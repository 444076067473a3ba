//! Process telemetry: logging and metrics.
use anyhow::Result;
use slog::o;
use slog::Drain;
use slog::Level;
use slog::Logger;
use slog::OwnedKVList;
use slog::Record;

use clustermap_conf::LogMode;
use clustermap_conf::LoggingConf;

/// Container for the process telemetry resources.
pub struct Telemetry {
    pub logger: Logger,
    pub metrics: prometheus::Registry,
}

/// Initialise process telemetry from the logging configuration.
pub fn initialise(conf: &LoggingConf) -> Result<Telemetry> {
    let logger = logger(conf);
    let metrics = prometheus::Registry::new();
    clustermap_refresh::register_metrics(&metrics)?;
    Ok(Telemetry { logger, metrics })
}

/// Build the root logger writing to stdout in the configured format.
fn logger(conf: &LoggingConf) -> Logger {
    let drain = match conf.mode {
        LogMode::Terminal => {
            let decorator = slog_term::TermDecorator::new().build();
            let drain = slog_term::FullFormat::new(decorator).build().fuse();
            slog_async::Async::new(drain).build().fuse()
        }
        LogMode::Json => {
            let drain = slog_json::Json::default(std::io::stdout()).fuse();
            slog_async::Async::new(drain).build().fuse()
        }
    };
    let drain = LevelFilter(drain, conf.level.into());
    Logger::root(
        drain,
        o!("version" => env!("CARGO_PKG_VERSION")),
    )
}

/// Alternative implementation of slog's [`LevelFilter`] with `Ok == ()`.
///
/// The default [`LevelFilter`] implementation wraps `D::Ok` into an [`Option`].
/// This makes it impossible to wrap a filtering drain into a [`Logger`].
///
/// [`LevelFilter`]: slog/struct.LevelFilter.html
/// [`Logger`]: slog/struct.Logger.html
/// [`Option`]: core/option/enum.Option.html
#[derive(Debug, Clone)]
struct LevelFilter<D: Drain>(pub D, pub Level);
impl<D: Drain> Drain for LevelFilter<D> {
    type Ok = ();
    type Err = D::Err;
    fn log(
        &self,
        record: &Record,
        logger_values: &OwnedKVList,
    ) -> std::result::Result<Self::Ok, Self::Err> {
        if record.level().is_at_least(self.1) {
            self.0.log(record, logger_values)?;
        }
        Ok(())
    }
}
▬▬▬
Write the entries out again exactly.

§ **REPLY**:
repository 444076067473a3ba
//! Process telemetry: logging and metrics.
use anyhow::Result;
use slog::o;
use slog::Drain;
use slog::Level;
use slog::Logger;
use slog::OwnedKVList;
use slog::Record;

use clustermap_conf::LogMode;
use clustermap_conf::LoggingConf;

/// Container for the process telemetry resources.
pub struct Telemetry {
    pub logger: Logger,
    pub metrics: prometheus::Registry,
}

/// Initialise process telemetry from the logging configuration.
pub fn initialise(conf: &LoggingConf) -> Result<Telemetry> {
    let logger = logger(conf);
    let metrics = prometheus::Registry::new();
    clustermap_refresh::register_metrics(&metrics)?;
    Ok(Telemetry { logger, metrics })
}

/// Build the root logger writing to stdout in the configured format.
fn logger(conf: &LoggingConf) -> Logger {
    let drain = match conf.mode {
        LogMode::Terminal => {
            let decorator = slog_term::TermDecorator::new().build();
            let drain = slog_term::FullFormat::new(decorator).build().fuse();
            slog_async::Async::new(drain).build().fuse()
        }
        LogMode::Json => {
            let drain = slog_json::Json::default(std::io::stdout()).fuse();
            slog_async::Async::new(drain).build().fuse()
        }
    };
    let drain = LevelFilter(drain, conf.level.into());
    Logger::root(
        drain,
        o!("version" => env!("CARGO_PKG_VERSION")),
    )
}

/// Alternative implementation of slog's [`LevelFilter`] with `Ok == ()`.
///
/// The default [`LevelFilter`] implementation wraps `D::Ok` into an [`Option`].
/// This makes it impossible to wrap a filtering drain into a [`Logger`].
///
/// [`LevelFilter`]: slog/struct.LevelFilter.html
/// [`Logger`]: slog/struct.Logger.html
/// [`Option`]: core/option/enum.Option.html
#[derive(Debug, Clone)]
struct LevelFilter<D: Drain>(pub D, pub Level);
impl<D: Drain> Drain for LevelFilter<D> {
    type Ok = ();
    type Err = D::Err;
    fn log(
        &self,
        record: &Record,
        logger_values: &OwnedKVList,
    ) -> std::result::Result<Self::Ok, Self::Err> {
        if record.level().is_at_least(self.1) {
            self.0.log(record, logger_values)?;
        }
        Ok(())
    }
}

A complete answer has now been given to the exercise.